Joule Biotechnologies has been busy since we last spoke to the company’s leadership around the time it first started talking publicly in July. The Cambridge, MA-based company, which develops fuels and chemicals in a process that mimics photosynthesis, has been advancing toward commercialization. I got the update from Bill Sims, the firm’s CEO.
For starters, Joule has selected a site for its pilot ethanol production operation where there’s a lot of sun in the American southwest, Sims said. But he declined to specify the location of the pilot site because at least as of December 14 the company had not garnered a local government board’s approval for the operation. Barring unforeseen opposition to the facility, the company plans to announce the location in January. The pilot facility is important because it will help the firm gather more data to back up some of its lofty claims: That its process is capable of making ethanol at $50 per barrel and its annual yields could reach 25,000 gallons acre. The process has previously been demonstrated in small-scale lab experiments.
The pilot facility is expected to test how different photosynthetic organisms perform in the desert climate of the southwest as well as the impacts of different sources of water and carbon dioxide, Sims said. The photosynthetic organisms are used in the firm’s devices called SolarConverters, which will also contain CO2, brackish water, and nutrients. (Joule still won’t tell me what these genetically engineered photosynthetic organisms are exactly.) The converters are designed to capture sunlight, which is a key ingredient for converting the mixture into ethanol. The company’s technology—which it calls “Helioculture”—is noteworthy because it doesn’t require the use of drinking water, food crops such as corn or soybeans, or fermentation, like other methods for producing ethanol.
Joule still plans to link its industrial-scale production plants to facilities that produce lots of waste CO2 such as cement plants, but the firm’s pilot facility will not be connected to a major CO2 emitter because it doesn’t need to be in order to produce ethanol at the scale planned, according to Sims.
What does Joule mean by the “nutrients” and/or the “micro nutrients” it uses in its systems? (The company declined to reveal what these nutrients are back in July, and at least one reader pointed out that these nutrients could be expensive and drive up the firm’s costs of production.) Yet last week the firm told me that those nutrients are phosphorus, nitrogen, and various trace metals—all of which the firm says are quite cheap and abundant. Indeed, phosphorous and nitrogen are ingredients in most fertilizers and play important roles in plant growth, so it makes sense for them to land in Joule’s process that mimics photosynthesis.
However, the firm hasn’t been clear about how it’s going to finance all this work. Joule is only saying that it has backing from a top-tier venture firm in Flagship Ventures, of Cambridge. Sims declined to comment on my direct questions about the firm’s future plans to raise more money. But he did tell me that Flagship remains the firm’s only venture backer and majority owner, and the firm has requested that the company keep under wraps things such as how much capital it has raised and when it expects to go out for money again. Sims (who is among a group of individual investors in Joule) said he doesn’t expect the company to add new institutional backers until around late 2010, when the firm is ready to move its ethanol production process to the industrial plant stage. That’s an aggressive pace of development for an alternative fuel developer launched in 2007.

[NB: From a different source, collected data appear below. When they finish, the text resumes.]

//! Company-level envelopes: profile, fundamentals and earnings.

use chrono::NaiveDate;
use rust_decimal::Decimal;
use serde::{Deserialize, Serialize};

/// Company profile information.
#[derive(Debug, Clone, PartialEq, Serialize, Deserialize)]
pub struct CompanyInfo {
    /// Upper-cased ticker symbol.
    pub symbol: String,
    /// Display name.
    pub name: Option<String>,
    /// Listing exchange.
    pub exchange: Option<String>,
    /// Reporting currency.
    pub currency: Option<String>,
    /// Sector classification.
    pub sector: Option<String>,
    /// Industry classification.
    pub industry: Option<String>,
    /// Country of domicile.
    pub country: Option<String>,
    /// Corporate website.
    pub website: Option<String>,
    /// Long business summary.
    pub description: Option<String>,
    /// Full-time employees.
    pub employees: Option<u64>,
    /// Market capitalisation.
    pub market_cap: Option<Decimal>,
    /// Name of the provider that produced this envelope.
    pub source: String,
}

/// Valuation ratios and headline fundamentals.
#[derive(Debug, Clone, PartialEq, Serialize, Deserialize)]
pub struct Fundamentals {
    /// Upper-cased ticker symbol.
    pub symbol: String,
    /// Trailing price/earnings.
    pub pe_ratio: Option<f64>,
    /// Forward price/earnings.
    pub forward_pe: Option<f64>,
    /// Price/earnings-to-growth.
    pub peg_ratio: Option<f64>,
    /// Price/book.
    pub price_to_book: Option<f64>,
    /// Trailing earnings per share.
    pub eps: Option<Decimal>,
    /// Dividend yield as a fraction (0.005 = 0.5%).
    pub dividend_yield: Option<f64>,
    /// Beta against the provider's benchmark.
    pub beta: Option<f64>,
    /// Net profit margin as a fraction.
    pub profit_margin: Option<f64>,
    /// Return on equity as a fraction.
    pub return_on_equity: Option<f64>,
    /// Debt/equity.
    pub debt_to_equity: Option<f64>,
    /// Trailing revenue.
    pub revenue: Option<Decimal>,
    /// 52-week high.
    pub fifty_two_week_high: Option<Decimal>,
    /// 52-week low.
    pub fifty_two_week_low: Option<Decimal>,
    /// Name of the provider that produced this envelope.
    pub source: String,
}

/// One reported (or scheduled) earnings event.
#[derive(Debug, Clone, PartialEq, Serialize, Deserialize)]
pub struct EarningsEvent {
    /// Report date.
    pub date: NaiveDate,
    /// Consensus EPS estimate.
    pub eps_estimate: Option<Decimal>,
    /// Reported EPS; `None` for future events.
    pub eps_actual: Option<Decimal>,
    /// Surprise versus estimate, in percent.
    pub surprise_percent: Option<f64>,
}

/// Earnings calendar and history for a symbol.
#[derive(Debug, Clone, PartialEq, Serialize, Deserialize)]
pub struct Earnings {
    /// Upper-cased ticker symbol.
    pub symbol: String,
    /// Next scheduled report date.
    pub next_date: Option<NaiveDate>,
    /// Past events, most recent first.
    pub history: Vec<EarningsEvent>,
    /// Name of the provider that produced this envelope.
    pub source: String,
}
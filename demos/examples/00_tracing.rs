use mercato::{BarInterval, HistoryPeriod, HistoryQuery};
use mercato_demos::common::simple_service;
use tracing_subscriber::fmt::format::FmtSpan;

#[tokio::main]
async fn main() -> Result<(), Box<dyn std::error::Error>> {
    // Suggested: RUST_LOG=info,mercato=debug
    let _ = tracing_subscriber::fmt()
        .with_env_filter(tracing_subscriber::EnvFilter::from_default_env())
        .with_target(true)
        .with_span_events(FmtSpan::CLOSE)
        .try_init();

    let svc = simple_service()?;

    let _ = svc.get_quote("AAPL").await?;
    // Served from cache; the call event reports cache_hit=true.
    let _ = svc.get_quote("AAPL").await?;

    let _ = svc
        .get_history("AAPL", HistoryQuery::period(HistoryPeriod::M6, BarInterval::D1))
        .await?;

    // Unknown symbols walk the whole chain and surface as NotFound.
    if let Err(e) = svc.get_quote("NOPE").await {
        tracing::warn!(error = %e, "expected failure");
    }

    Ok(())
}
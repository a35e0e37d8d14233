//! Token issuance
//!
//! Split tokens have the form `<identifier>:<secret>`: the identifier is a
//! public lookup key (16 hex chars), the secret is 256 bits of URL-safe base64.
//! Opaque (legacy) tokens are 64 hex chars with no identifier. In both cases
//! only a hash of the secret is stored, and issuing a token overwrites the
//! previous one, so each user has at most one live token.

use base64::{engine::general_purpose::URL_SAFE_NO_PAD, Engine as _};
use chrono::{DateTime, Duration, Utc};
use rand::{rngs::OsRng, RngCore};
use secrecy::Secret;
use std::sync::Arc;

use crate::{
    auth::{clock::Clock, hasher::CredentialHasher},
    error::AppError,
    models::user::{TokenMaterial, User},
    repository::{PrincipalStore, StoreError, UniqueField},
};

/// Separator between identifier and secret
pub const TOKEN_SEPARATOR: char = ':';

const IDENTIFIER_BYTES: usize = 8;
const SECRET_BYTES: usize = 32;
const OPAQUE_BYTES: usize = 32;

/// Token scheme accepted by a gateway
#[derive(Debug, Clone, Copy, PartialEq, Eq)]
pub enum TokenScheme {
    /// `identifier:secret`, resolved by indexed lookup
    Split,
    /// Whole-token hash, resolved by scanning live tokens
    Opaque,
}

impl TokenScheme {
    pub fn as_str(&self) -> &'static str {
        match self {
            TokenScheme::Split => "split",
            TokenScheme::Opaque => "opaque",
        }
    }
}

/// Freshly issued token. The plaintext token is only ever handed to the caller.
#[derive(Debug)]
pub struct IssuedToken {
    pub token: Secret<String>,
    pub token_id: Option<String>,
    pub secret_hash: String,
    pub expires_at: DateTime<Utc>,
    /// The user as persisted after the write
    pub user: User,
}

/// Generate a random public identifier (16 hex chars)
pub fn generate_identifier() -> String {
    let mut bytes = [0u8; IDENTIFIER_BYTES];
    OsRng.fill_bytes(&mut bytes);
    hex::encode(bytes)
}

/// Generate a random secret (256 bits, URL-safe base64 without padding)
pub fn generate_secret() -> String {
    let mut bytes = [0u8; SECRET_BYTES];
    OsRng.fill_bytes(&mut bytes);
    URL_SAFE_NO_PAD.encode(bytes)
}

/// Generate an opaque legacy token (64 hex chars)
pub fn generate_opaque() -> String {
    let mut bytes = [0u8; OPAQUE_BYTES];
    OsRng.fill_bytes(&mut bytes);
    hex::encode(bytes)
}

/// Split `identifier:secret`; `None` unless there is exactly one separator
/// with non-empty halves
pub fn split_token(token: &str) -> Option<(&str, &str)> {
    let (identifier, secret) = token.split_once(TOKEN_SEPARATOR)?;
    if identifier.is_empty() || secret.is_empty() || secret.contains(TOKEN_SEPARATOR) {
        return None;
    }
    Some((identifier, secret))
}

pub struct TokenIssuer {
    store: Arc<dyn PrincipalStore>,
    hasher: CredentialHasher,
    clock: Arc<dyn Clock>,
    ttl: Duration,
    max_attempts: u32,
}

impl TokenIssuer {
    pub fn new(
        store: Arc<dyn PrincipalStore>,
        hasher: CredentialHasher,
        clock: Arc<dyn Clock>,
        ttl: Duration,
        max_attempts: u32,
    ) -> Self {
        Self {
            store,
            hasher,
            clock,
            ttl,
            max_attempts: max_attempts.max(1),
        }
    }

    pub fn ttl(&self) -> Duration {
        self.ttl
    }

    /// Issue a token of the given scheme
    pub async fn issue_for(&self, user: &User, scheme: TokenScheme) -> Result<IssuedToken, AppError> {
        match scheme {
            TokenScheme::Split => self.issue(user).await,
            TokenScheme::Opaque => self.issue_opaque(user).await,
        }
    }

    /// Issue a split `identifier:secret` token, replacing any previous token.
    ///
    /// A clash on the identifier regenerates the pair and retries.
    pub async fn issue(&self, user: &User) -> Result<IssuedToken, AppError> {
        for attempt in 1..=self.max_attempts {
            let token_id = generate_identifier();
            let secret = generate_secret();
            let full_token = format!("{}{}{}", token_id, TOKEN_SEPARATOR, secret);

            let material = self.material(Some(token_id.clone()), secret).await?;

            match self.store.save_token(user.id, &material).await {
                Ok(saved) => {
                    metrics::counter!("tokens_issued_total", "scheme" => "split").increment(1);
                    tracing::info!(user_id = user.id, token_id = %token_id, "Token issued");

                    return Ok(IssuedToken {
                        token: Secret::new(full_token),
                        token_id: Some(token_id),
                        secret_hash: material.token_hash,
                        expires_at: material.expires_at,
                        user: saved,
                    });
                }
                Err(StoreError::Conflict(UniqueField::TokenId)) => {
                    tracing::warn!(user_id = user.id, attempt, "Token identifier collision, retrying");
                }
                Err(e) => return Err(e.into()),
            }
        }

        tracing::error!(user_id = user.id, "Token identifier collisions exhausted retries");
        Err(AppError::Internal(
            "failed to allocate a unique token identifier".to_string(),
        ))
    }

    /// Issue an opaque legacy token. Clears the stored identifier, so a split
    /// token issued earlier dies as well.
    pub async fn issue_opaque(&self, user: &User) -> Result<IssuedToken, AppError> {
        let raw = generate_opaque();
        let material = self.material(None, raw.clone()).await?;
        let saved = self.store.save_token(user.id, &material).await?;

        metrics::counter!("tokens_issued_total", "scheme" => "opaque").increment(1);
        tracing::info!(user_id = user.id, "Opaque token issued");

        Ok(IssuedToken {
            token: Secret::new(raw),
            token_id: None,
            secret_hash: material.token_hash,
            expires_at: material.expires_at,
            user: saved,
        })
    }

    async fn material(
        &self,
        token_id: Option<String>,
        secret: String,
    ) -> Result<TokenMaterial, AppError> {
        let token_hash = self.hasher.spawn_hash(secret).await?;
        let issued_at = self.clock.now();

        Ok(TokenMaterial {
            token_id,
            token_hash,
            expires_at: issued_at + self.ttl,
            issued_at,
        })
    }
}

#[cfg(test)]
mod tests {
    use super::*;

    #[test]
    fn test_generate_identifier() {
        let id = generate_identifier();
        assert_eq!(id.len(), 16);
        assert!(id.chars().all(|c| c.is_ascii_hexdigit()));
        assert_ne!(id, generate_identifier());
    }

    #[test]
    fn test_generate_secret() {
        let secret = generate_secret();
        // 32 bytes -> 43 base64 chars without padding
        assert_eq!(secret.len(), 43);
        assert!(!secret.contains(TOKEN_SEPARATOR));
        assert!(secret
            .chars()
            .all(|c| c.is_ascii_alphanumeric() || c == '-' || c == '_'));
    }

    #[test]
    fn test_generate_opaque() {
        let token = generate_opaque();
        assert_eq!(token.len(), 64);
        assert!(token.chars().all(|c| c.is_ascii_hexdigit()));
    }

    #[test]
    fn test_split_token() {
        assert_eq!(split_token("abc:def"), Some(("abc", "def")));
        assert_eq!(split_token("abc"), None);
        assert_eq!(split_token(":def"), None);
        assert_eq!(split_token("abc:"), None);
        assert_eq!(split_token("a:b:c"), None);
    }

    #[test]
    fn test_issued_token_debug_is_redacted() {
        let now = Utc::now();
        let issued = IssuedToken {
            token: Secret::new("0123456789abcdef:plaintext-secret".to_string()),
            token_id: Some("0123456789abcdef".to_string()),
            secret_hash: "$pbkdf2-sha256$i=1000$salt$hash".to_string(),
            expires_at: now,
            user: User {
                id: 1,
                email: "a@example.com".to_string(),
                name: None,
                password_hash: String::new(),
                token_id: None,
                token_hash: None,
                token_expires: None,
                last_login: now,
                created_at: now,
            },
        };

        let debug = format!("{:?}", issued);
        assert!(debug.contains("0123456789abcdef"));
        assert!(!debug.contains("plaintext-secret"));
    }
}
//! 日志与追踪系统
//! 初始化结构化日志

use crate::config::LoggingConfig;
use tracing_subscriber::{layer::SubscriberExt, util::SubscriberInitExt, EnvFilter, Layer};

/// 初始化日志与追踪系统（RUST_LOG 优先于配置的级别）
pub fn init_telemetry(config: &LoggingConfig) {
    let env_filter =
        EnvFilter::try_from_default_env().unwrap_or_else(|_| EnvFilter::new(&config.level));

    // 根据配置选择日志格式
    let log_layer = match config.format.to_lowercase().as_str() {
        "pretty" => {
            // 美化格式（开发环境）
            tracing_subscriber::fmt::layer()
                .pretty()
                .with_target(false)
                .boxed()
        }
        _ => {
            // JSON 格式（生产环境）
            tracing_subscriber::fmt::layer()
                .json()
                .with_target(false)
                .with_span_events(tracing_subscriber::fmt::format::FmtSpan::CLOSE)
                .boxed()
        }
    };

    tracing_subscriber::registry()
        .with(env_filter)
        .with(log_layer)
        .init();

    tracing::info!(
        version = env!("CARGO_PKG_VERSION"),
        level = %config.level,
        format = %config.format,
        "Telemetry initialized"
    );
}
//! 健康检查处理器
//! 提供 /health、/ready 和 /api/ping 端点

use axum::{extract::State, Json};
use once_cell::sync::OnceCell;
use serde::Serialize;
use serde_json::{json, Value};
use std::sync::Arc;
use std::time::Instant;

use crate::middleware::AppState;

/// 存活探针响应
#[derive(Serialize)]
pub struct HealthResponse {
    pub status: String,
    pub version: String,
    pub uptime_secs: u64,
}

/// 就绪探针响应
#[derive(Serialize)]
pub struct ReadinessResponse {
    pub ready: bool,
    pub checks: Vec<HealthCheck>,
}

/// 健康检查项
#[derive(Serialize)]
pub struct HealthCheck {
    pub name: String,
    pub status: String,
    #[serde(skip_serializing_if = "Option::is_none")]
    pub message: Option<String>,
}

/// 应用启动时间（在 main.rs 中设置）
static APP_START_TIME: OnceCell<Instant> = OnceCell::new();

/// 设置应用启动时间
pub fn set_start_time() {
    let _ = APP_START_TIME.set(Instant::now());
}

/// 获取应用运行时间（秒）
pub fn get_uptime() -> u64 {
    APP_START_TIME
        .get()
        .map_or(0, |start| start.elapsed().as_secs())
}

/// 存活探针
/// 快速响应，不检查依赖
pub async fn health_check() -> Json<HealthResponse> {
    Json(HealthResponse {
        status: "ok".to_string(),
        version: env!("CARGO_PKG_VERSION").to_string(),
        uptime_secs: get_uptime(),
    })
}

/// 就绪探针
/// 检查存储后端
pub async fn readiness_check(State(state): State<Arc<AppState>>) -> Json<ReadinessResponse> {
    let store = state.principals.ping().await;

    let checks = vec![HealthCheck {
        name: "store".to_string(),
        status: if store.is_ok() { "healthy" } else { "unhealthy" }.to_string(),
        message: store.err().map(|e| {
            tracing::warn!("Store readiness check failed: {}", e);
            "store unavailable".to_string()
        }),
    }];

    let all_healthy = checks.iter().all(|c| c.status == "healthy");

    Json(ReadinessResponse {
        ready: all_healthy,
        checks,
    })
}

pub async fn ping() -> Json<Value> {
    Json(json!({ "message": "pong" }))
}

The second priority for Joule is advancing its process of making diesel (not biodiesel composed of alkyl esters and made with biomass, but the real thing made with hydrocarbons.) In November, the firm said that it had proven its photosynthesis-driven method of making diesel in the lab, and the plan is to enter pilot-scale production with the process by early 2011. Like with its ethanol product, the company expects to be able to make diesel without crop feedstock or expensive refining. The company is also hoping to make diesel at about $40 per barrel, competitive with the price of diesel made from crude. But ethanol is still the primary product under development.
“In order to show the breadth of the technology, we’ve shown that we can produce numerous fuels and chemicals,” said Sims (who is the former CEO of Boston-based LED lighting firm Color Kinetics, another Flagship portfolio company, which was sold to Royal Philips Electronics for $791 million in 2007). “We’ve decided to prove the Helioculture processes with ethanol because we thought it was the easiest thing to make in comparison to biomass-derived fuels.”
The company, which now employs close to 40 people, is also talking to potential partners from five different sectors, according to Sims. Those potential partners range from the more obvious ones such as major CO2 emitters, chemical firms, and fuel producers, to the less obvious, such as airline companies, and agricultural product makers. For transportation firms like airlines, Joule’s technology could reduce their fuel costs by bringing production closer to their airports. And it turns out that Joule’s strategy of providing solar converters and the ingredients such as photosynthetic organisms for making fuel or chemicals looks a lot like the seed business, the CEO said.
We’ll be watching Joule closely to see how its discussions with these potential partners evolve.